*** INPUT FOR THIS TASK ***

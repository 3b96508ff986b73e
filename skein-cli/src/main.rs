//! skein: line-oriented front end for the multi-network runtime.
//!
//! Reads commands from stdin and prints every delivered line. Commands:
//!
//!   /net <id>                 switch the active network
//!   /connect <id>             start a configured network
//!   /disconnect [id]          quit without reconnecting
//!   /join <#chan>  /part <#chan>
//!   /msg <target> <text>      /me <target> <text>
//!   /raw <line>
//!   /dcc list | accept <id> | reject <id> | close <id>
//!   /dcc chat <nick> <local-ip>
//!   /stats                    flow statistics of the active network
//!   /quit

use std::net::Ipv4Addr;
use std::path::PathBuf;
use std::sync::Arc;

use anyhow::{Context, Result, bail};
use clap::Parser;
use skein_sdk::config::{self, ClientConfig, SettingsStore};
use skein_sdk::router::{DeliveryKind, RoutedEvent};
use skein_sdk::store::{
    ConversationStore, MemoryStore, MentionNotifier, NoEncryption, TabId, TargetState,
};
use skein_sdk::target::{ConversationTarget, NetworkId};
use skein_sdk::Runtime;
use tokio::io::{AsyncBufReadExt, BufReader};

#[derive(Parser)]
#[command(name = "skein", about = "Multi-network IRC client")]
struct Args {
    /// Config file (defaults to ~/.config/skein/config.toml)
    #[arg(long, env = "SKEIN_CONFIG")]
    config: Option<PathBuf>,

    /// Connect only this network instead of every autoconnect network
    #[arg(long)]
    network: Option<String>,

    /// Log as JSON lines
    #[arg(long)]
    json_logs: bool,
}

/// Prints each appended line, then hands it to the in-memory store.
struct ConsoleStore {
    inner: MemoryStore,
}

impl ConversationStore for ConsoleStore {
    fn target_state(&self, target: &ConversationTarget) -> TargetState {
        self.inner.target_state(target)
    }

    fn active_target(&self, network: &NetworkId) -> Option<ConversationTarget> {
        self.inner.active_target(network)
    }

    fn find_or_create(&self, target: &ConversationTarget) -> TabId {
        self.inner.find_or_create(target)
    }

    fn append(&self, tab: TabId, event: &RoutedEvent) {
        println!("{}", render(event));
        self.inner.append(tab, event);
    }

    fn mark_activity(&self, tab: TabId, highlight: bool) {
        self.inner.mark_activity(tab, highlight);
    }
}

fn render(ev: &RoutedEvent) -> String {
    let time = ev.timestamp.format("%H:%M:%S");
    let from = ev.from.as_deref().unwrap_or("*");
    match ev.kind {
        DeliveryKind::Message => format!("[{time}] {} <{from}> {}", ev.target, ev.text),
        DeliveryKind::Action => format!("[{time}] {} * {from} {}", ev.target, ev.text),
        DeliveryKind::Notice => format!("[{time}] {} -{from}- {}", ev.target, ev.text),
        DeliveryKind::System => format!("[{time}] {} -- {}", ev.target, ev.text),
    }
}

#[tokio::main]
async fn main() -> Result<()> {
    let args = Args::parse();

    let filter = tracing_subscriber::EnvFilter::try_from_default_env()
        .unwrap_or_else(|_| "skein_cli=info,skein_sdk=info".into());
    if args.json_logs {
        tracing_subscriber::fmt()
            .json()
            .with_env_filter(filter)
            .with_writer(std::io::stderr)
            .init();
    } else {
        tracing_subscriber::fmt()
            .with_env_filter(filter)
            .with_writer(std::io::stderr)
            .init();
    }

    let path = args.config.unwrap_or_else(config::default_config_path);
    let cfg = ClientConfig::load_from(&path)?;
    if cfg.networks.is_empty() {
        bail!("no networks configured in {}", path.display());
    }
    tracing::info!(config = %path.display(), networks = cfg.networks.len(), "Starting skein");

    let settings = SettingsStore::new(cfg);
    let runtime = Runtime::new(
        settings,
        Arc::new(ConsoleStore {
            inner: MemoryStore::new(),
        }),
        Arc::new(NoEncryption),
        Arc::new(MentionNotifier),
    );

    let _alerts = runtime.on_alert(|alert| {
        println!("\x07[{}] highlight from {}", alert.network, alert.event.from.as_deref().unwrap_or("?"));
    });
    let _lag = runtime.on_lag(|(network, report)| {
        tracing::debug!(network = %network, lag_ms = report.lag_ms, status = ?report.status, "Lag");
    });
    let _dcc = runtime.dcc().subscribe(|event| {
        tracing::info!(?event, "DCC");
    });

    match &args.network {
        Some(id) => runtime.start_network(&NetworkId::from(id.as_str())).await?,
        None => runtime.start_all().await,
    }

    let mut lines = BufReader::new(tokio::io::stdin()).lines();
    loop {
        tokio::select! {
            line = lines.next_line() => {
                let Some(line) = line? else { break };
                match handle_line(&runtime, line.trim()).await {
                    Ok(true) => break,
                    Ok(false) => {}
                    Err(e) => eprintln!("error: {e:#}"),
                }
            }
            _ = tokio::signal::ctrl_c() => break,
        }
    }

    runtime.shutdown().await;
    Ok(())
}

fn active(runtime: &Runtime) -> Result<NetworkId> {
    runtime
        .pool()
        .get_active_network_id()
        .context("no active network")
}

/// Returns `Ok(true)` when the user asked to quit.
async fn handle_line(runtime: &Runtime, line: &str) -> Result<bool> {
    if line.is_empty() {
        return Ok(false);
    }
    let Some(cmd) = line.strip_prefix('/') else {
        bail!("plain text needs a target: /msg <target> <text>");
    };
    let (verb, rest) = cmd.split_once(' ').unwrap_or((cmd, ""));
    let rest = rest.trim();

    match verb.to_ascii_lowercase().as_str() {
        "quit" => return Ok(true),
        "net" => {
            let id = NetworkId::from(rest);
            if !runtime.switch_active(&id) {
                bail!("network {id} is not connected");
            }
        }
        "connect" => runtime.start_network(&NetworkId::from(rest)).await?,
        "disconnect" => {
            let id = if rest.is_empty() { active(runtime)? } else { NetworkId::from(rest) };
            runtime.disconnect(&id, None).await?;
        }
        "join" => runtime.handle(&active(runtime)?)?.join(rest).await?,
        "part" => runtime.handle(&active(runtime)?)?.part(rest, None).await?,
        "msg" | "me" => {
            let (target, text) = rest.split_once(' ').context("usage: /msg <target> <text>")?;
            let handle = runtime.handle(&active(runtime)?)?;
            if verb.eq_ignore_ascii_case("me") {
                handle.action(target, text).await?;
            } else {
                handle.privmsg(target, text).await?;
            }
        }
        "raw" => runtime.handle(&active(runtime)?)?.raw(rest).await?,
        "stats" => {
            let stats = runtime.handle(&active(runtime)?)?.stats();
            println!("{}", serde_json::to_string_pretty(&stats)?);
        }
        "dcc" => dcc_command(runtime, rest).await?,
        other => bail!("unknown command /{other}"),
    }
    Ok(false)
}

async fn dcc_command(runtime: &Runtime, rest: &str) -> Result<()> {
    let (sub, arg) = rest.split_once(' ').unwrap_or((rest, ""));
    match sub {
        "list" | "" => {
            println!("{}", serde_json::to_string_pretty(&runtime.dcc().sessions())?);
        }
        "accept" | "reject" => {
            let id: u32 = arg.trim().parse().context("usage: /dcc accept|reject <id>")?;
            if !runtime.dcc().decide(id, sub == "accept") {
                bail!("no undecided DCC session {id}");
            }
            if sub == "accept" {
                let dcc = runtime.dcc().clone();
                tokio::spawn(async move {
                    if let Err(e) = dcc.connect(id).await {
                        tracing::warn!(id, error = %e, "DCC connect failed");
                        dcc.close(id);
                    }
                });
            }
        }
        "close" => {
            let id: u32 = arg.trim().parse().context("usage: /dcc close <id>")?;
            if !runtime.dcc().close(id) {
                bail!("no DCC session {id}");
            }
        }
        "chat" => {
            let (nick, ip) = arg.trim().split_once(' ').context("usage: /dcc chat <nick> <local-ip>")?;
            let ip: Ipv4Addr = ip.trim().parse().context("local ip must be a dotted quad")?;
            let network = active(runtime)?;
            let handle = runtime.handle(&network)?;
            let (session, line) = runtime.dcc().offer_chat(&network, nick, ip).await?;
            handle.raw(&line).await?;
            println!("DCC #{} offered to {nick} on port {}", session.id, session.port);
        }
        other => bail!("unknown /dcc subcommand {other}"),
    }
    Ok(())
}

*** End of INPUT FOR THIS TASK ***

PROBLEM DESCRIPTION: Check the listing above for lines containing the string "reject", and copy each one.

TASK SOLUTION:
//!   /dcc list | accept <id> | reject <id> | close <id>
        "accept" | "reject" => {
            let id: u32 = arg.trim().parse().context("usage: /dcc accept|reject <id>")?;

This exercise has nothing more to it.